To understand how they did this we need to know what actually controls mortgage interest rates for the home buyer.

 It is the price of Mortgage Backed Bonds (MMB’s)and NOTHING else. The bulk of these are created by Fannie Mae and Freddy Mac who buy your mortgage from the Bank or Mortgage Broker who originally made it. They then package hundreds of mortgages together as a Bond and sell it off to private investors (Pension and Insurance companies are typical buyers). The proceeds from the sale are used to buy new mortgages from the Banks and Brokers. This virtuous circle is the motor that drives the Real Estate market.

The Private Investors stopped buying when they realized that a lot of the individual mortgages inside the Bonds were badly designed (Sub-Prime) and payments from were less reliable than they had been told.

When investors stop buying MMB’s the Mortgage Lenders have no money to lend and the Real Estate Market freezes up.

One solution would have been to increase the interest rate on new mortgages in order to offer a higher rate to the investors to compensate for the higher risk. In normal times this is how the market works. In the current circumstances the Investors were not going to buy at any price.

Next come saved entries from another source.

//! Form bodies posted by the portal pages and their validation.
//!
//! Every field defaults to an empty string so a missing field is reported as a
//! field error instead of an extractor rejection.

use serde::{Deserialize, Serialize};

const MAX_EMAIL_LEN: usize = 254;
const MAX_NAME_LEN: usize = 100;
const MAX_TOKEN_LEN: usize = 64;
const MIN_PASSWORD_LEN: usize = 8;

/// Errors keyed by form field name, in the order they were found.
#[derive(Debug, Default, Clone, PartialEq, Eq)]
pub struct FieldErrors(Vec<(&'static str, String)>);

impl FieldErrors {
    pub fn add(&mut self, field: &'static str, message: impl Into<String>) {
        self.0.push((field, message.into()));
    }

    pub fn is_empty(&self) -> bool {
        self.0.is_empty()
    }

    pub fn contains(&self, field: &str) -> bool {
        self.0.iter().any(|(name, _)| *name == field)
    }

    pub fn iter(&self) -> impl Iterator<Item = &(&'static str, String)> {
        self.0.iter()
    }

    fn into_result<T>(self, value: T) -> Result<T, FieldErrors> {
        if self.is_empty() { Ok(value) } else { Err(self) }
    }
}

#[derive(Debug, Default, Clone, Deserialize, Serialize)]
pub struct LoginForm {
    #[serde(default)]
    pub username: String,
    #[serde(default)]
    pub senha: String,
}

#[derive(Debug, Default, Clone, Deserialize, Serialize)]
pub struct RegistrationForm {
    #[serde(default)]
    pub email: String,
    #[serde(default)]
    pub nome_completo: String,
    #[serde(default)]
    pub password1: String,
    #[serde(default)]
    pub password2: String,
    #[serde(default)]
    pub token: String,
}

#[derive(Debug, Default, Clone, Deserialize, Serialize)]
pub struct AddTokenForm {
    #[serde(default)]
    pub email: String,
    #[serde(default)]
    pub senha: String,
    #[serde(default)]
    pub token: String,
}

#[derive(Debug, Default, Clone, Deserialize, Serialize)]
pub struct NewRequestForm {
    #[serde(default)]
    pub tipo_profissional: String,
    #[serde(default)]
    pub jornada: String,
    #[serde(default)]
    pub observacoes: String,
}

#[derive(Debug, Clone, PartialEq, Eq)]
pub struct ValidRegistration {
    pub email: String,
    pub full_name: String,
    pub password: String,
    pub token: String,
}

#[derive(Debug, Clone, PartialEq, Eq)]
pub struct ValidAddToken {
    pub email: String,
    pub password: String,
    pub token: String,
}

#[derive(Debug, Clone, PartialEq, Eq)]
pub struct ValidNewRequest {
    pub professional_type: String,
    pub shift: String,
    pub notes: String,
}

/// Emails double as usernames, so they are compared lower-cased.
pub fn normalize_email(raw: &str) -> String {
    raw.trim().to_lowercase()
}

fn check_email(errors: &mut FieldErrors, field: &'static str, raw: &str) -> String {
    let email = normalize_email(raw);
    match email.split_once('@') {
        _ if email.is_empty() => errors.add(field, "Este campo é obrigatório."),
        Some((local, domain)) if !local.is_empty() && domain.contains('.') => {
            if email.chars().count() > MAX_EMAIL_LEN {
                errors.add(field, "Email muito longo.");
            }
        }
        _ => errors.add(field, "Informe um endereço de email válido."),
    }
    email
}

fn check_required(
    errors: &mut FieldErrors,
    field: &'static str,
    raw: &str,
    max_len: usize,
) -> String {
    let value = raw.trim().to_string();
    if value.is_empty() {
        errors.add(field, "Este campo é obrigatório.");
    } else if value.chars().count() > max_len {
        errors.add(field, format!("Use no máximo {max_len} caracteres."));
    }
    value
}

impl RegistrationForm {
    pub fn validate(&self) -> Result<ValidRegistration, FieldErrors> {
        let mut errors = FieldErrors::default();
        let email = check_email(&mut errors, "email", &self.email);
        let full_name = check_required(&mut errors, "nome_completo", &self.nome_completo, MAX_NAME_LEN);
        if self.password1.is_empty() {
            errors.add("password1", "Este campo é obrigatório.");
        } else if self.password1.chars().count() < MIN_PASSWORD_LEN {
            errors.add(
                "password1",
                format!("A senha deve ter pelo menos {MIN_PASSWORD_LEN} caracteres."),
            );
        }
        if self.password1 != self.password2 {
            errors.add("password2", "As senhas não conferem.");
        }
        let token = check_required(&mut errors, "token", &self.token, MAX_TOKEN_LEN);

        errors.into_result(ValidRegistration {
            email,
            full_name,
            password: self.password1.clone(),
            token,
        })
    }
}

impl AddTokenForm {
    pub fn validate(&self) -> Result<ValidAddToken, FieldErrors> {
        let mut errors = FieldErrors::default();
        let email = check_email(&mut errors, "email", &self.email);
        if self.senha.is_empty() {
            errors.add("senha", "Este campo é obrigatório.");
        }
        let token = check_required(&mut errors, "token", &self.token, MAX_TOKEN_LEN);

        errors.into_result(ValidAddToken {
            email,
            password: self.senha.clone(),
            token,
        })
    }
}

impl NewRequestForm {
    pub fn validate(&self) -> Result<ValidNewRequest, FieldErrors> {
        let mut errors = FieldErrors::default();
        let professional_type =
            check_required(&mut errors, "tipo_profissional", &self.tipo_profissional, MAX_NAME_LEN);
        let shift = check_required(&mut errors, "jornada", &self.jornada, MAX_NAME_LEN);

        errors.into_result(ValidNewRequest {
            professional_type,
            shift,
            notes: self.observacoes.trim().to_string(),
        })
    }
}

#[cfg(test)]
mod tests {
    use super::*;

    fn registration() -> RegistrationForm {
        RegistrationForm {
            email: " NewUser@Example.com ".into(),
            nome_completo: "New User".into(),
            password1: "complexpass123".into(),
            password2: "complexpass123".into(),
            token: "test-token-123".into(),
        }
    }

    #[test]
    fn test_valid_registration() {
        let valid = registration().validate().unwrap();
        assert_eq!(valid.email, "newuser@example.com");
        assert_eq!(valid.full_name, "New User");
        assert_eq!(valid.token, "test-token-123");
    }

    #[test]
    fn test_registration_password_mismatch() {
        let form = RegistrationForm {
            password2: "differentpass456".into(),
            ..registration()
        };
        let errors = form.validate().unwrap_err();
        assert!(errors.contains("password2"));
        assert!(!errors.contains("email"));
    }

    #[test]
    fn test_registration_missing_fields() {
        let errors = RegistrationForm::default().validate().unwrap_err();
        for field in ["email", "nome_completo", "password1", "token"] {
            assert!(errors.contains(field), "expected error for {field}");
        }
    }

    #[test]
    fn test_registration_rejects_bad_email_and_short_password() {
        let form = RegistrationForm {
            email: "not-an-email".into(),
            password1: "short".into(),
            password2: "short".into(),
            ..registration()
        };
        let errors = form.validate().unwrap_err();
        assert!(errors.contains("email"));
        assert!(errors.contains("password1"));
    }

    #[test]
    fn test_add_token_requires_all_fields() {
        let errors = AddTokenForm {
            email: "a@x.com".into(),
            senha: String::new(),
            token: "   ".into(),
        }
        .validate()
        .unwrap_err();
        assert!(errors.contains("senha"));
        assert!(errors.contains("token"));
        assert!(!errors.contains("email"));
    }

    #[test]
    fn test_new_request_notes_are_optional() {
        let valid = NewRequestForm {
            tipo_profissional: "Enfermeiro".into(),
            jornada: "12x36".into(),
            observacoes: String::new(),
        }
        .validate()
        .unwrap();
        assert_eq!(valid.notes, "");

        let errors = NewRequestForm::default().validate().unwrap_err();
        assert!(errors.contains("tipo_profissional"));
        assert!(errors.contains("jornada"));
    }

    #[test]
    fn test_new_request_length_limit() {
        let errors = NewRequestForm {
            tipo_profissional: "x".repeat(101),
            jornada: "Noturno".into(),
            observacoes: String::new(),
        }
        .validate()
        .unwrap_err();
        assert!(errors.contains("tipo_profissional"));
    }
}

In early 2009 the Fed came to the rescue to avoid a total shut down of the housing market. They began buying these MMB’s in huge numbers and aaccepted very low interest rates. This restored the supply of money available to make new mortgages at historically low rates, and stabilized the whole residential real estate industry.

These Fed purchases have been completed and the challenge now is to attract Private Investors back as buyers for MBB’s. They are there, but will not accept the low rates that the Fed did. Therefore the interest rates paid to get a mortgage will have to go up.

Potential Buyers need to be getting serious if they want to take advantage of these historically low rates.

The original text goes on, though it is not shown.